> _Exercise directions_: The answer is every line in the data below that contains the word "impl".

#### Task material

//! Query definitions for query-batch.
//!
//! A query type is a named [`QueryConfig`]: an optional output schema, a
//! compiler that turns a request into parameterized SQL, and a chain of
//! post-processing plugins. Configs live in an immutable [`QueryRegistry`].

pub mod placeholder;
pub mod plugins;
pub mod registry;
pub mod safety;
pub mod template;

pub use plugins::{apply_plugins, Plugin};
pub use registry::{QueryRegistry, RegistryBuilder};
pub use template::{QueryDefinition, TemplateCompiler};

use serde::{Deserialize, Serialize};
use std::fmt;
use std::sync::Arc;

use crate::batch::{BatchOptions, BatchRequest};
use crate::error::Result;
use crate::store::Params;

/// One column of a query's declared output.
#[derive(Debug, Clone, PartialEq, Eq, Serialize, Deserialize)]
pub struct OutputField {
    /// Column name.
    pub name: String,

    /// Column type as the store reports it (e.g. `String`, `UInt64`).
    #[serde(rename = "type")]
    pub field_type: String,
}

impl OutputField {
    /// Creates a new output field.
    pub fn new(name: impl Into<String>, field_type: impl Into<String>) -> Self {
        Self {
            name: name.into(),
            field_type: field_type.into(),
        }
    }
}

/// SQL and parameters produced for a single request.
#[derive(Debug, Clone, Default, PartialEq)]
pub struct CompiledQuery {
    pub sql: String,
    pub params: Params,
}

impl CompiledQuery {
    pub fn new(sql: impl Into<String>, params: Params) -> Self {
        Self {
            sql: sql.into(),
            params,
        }
    }
}

/// Turns a request into parameterized SQL.
///
/// Compilation is pure: it must not touch the store. The request passed in
/// already carries the effective timezone if the caller or the batch supplied
/// one; compilers fill in their own default otherwise.
pub trait QueryCompiler: fmt::Debug + Send + Sync {
    fn compile(&self, request: &BatchRequest, options: &BatchOptions) -> Result<CompiledQuery>;
}

/// A registered query type.
#[derive(Debug, Clone)]
pub struct QueryConfig {
    name: String,
    output_fields: Option<Vec<OutputField>>,
    compiler: Arc<dyn QueryCompiler>,
    plugins: Vec<Plugin>,
}

impl QueryConfig {
    /// Creates a config with no declared output schema and no plugins.
    pub fn new(name: impl Into<String>, compiler: Arc<dyn QueryCompiler>) -> Self {
        Self {
            name: name.into(),
            output_fields: None,
            compiler,
            plugins: Vec::new(),
        }
    }

    /// Declares the output schema.
    pub fn with_output_fields(mut self, fields: Vec<OutputField>) -> Self {
        self.output_fields = Some(fields);
        self
    }

    /// Sets the post-processing chain.
    pub fn with_plugins(mut self, plugins: Vec<Plugin>) -> Self {
        self.plugins = plugins;
        self
    }

    pub fn name(&self) -> &str {
        &self.name
    }

    pub fn output_fields(&self) -> Option<&[OutputField]> {
        self.output_fields.as_deref()
    }

    pub fn plugins(&self) -> &[Plugin] {
        &self.plugins
    }

    /// Compiles a request with this config's compiler.
    pub fn compile(&self, request: &BatchRequest, options: &BatchOptions) -> Result<CompiledQuery> {
        self.compiler.compile(request, options)
    }
}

########

> _Response area_:
impl OutputField {
    pub fn new(name: impl Into<String>, field_type: impl Into<String>) -> Self {
impl CompiledQuery {
    pub fn new(sql: impl Into<String>, params: Params) -> Self {
impl QueryConfig {
    pub fn new(name: impl Into<String>, compiler: Arc<dyn QueryCompiler>) -> Self {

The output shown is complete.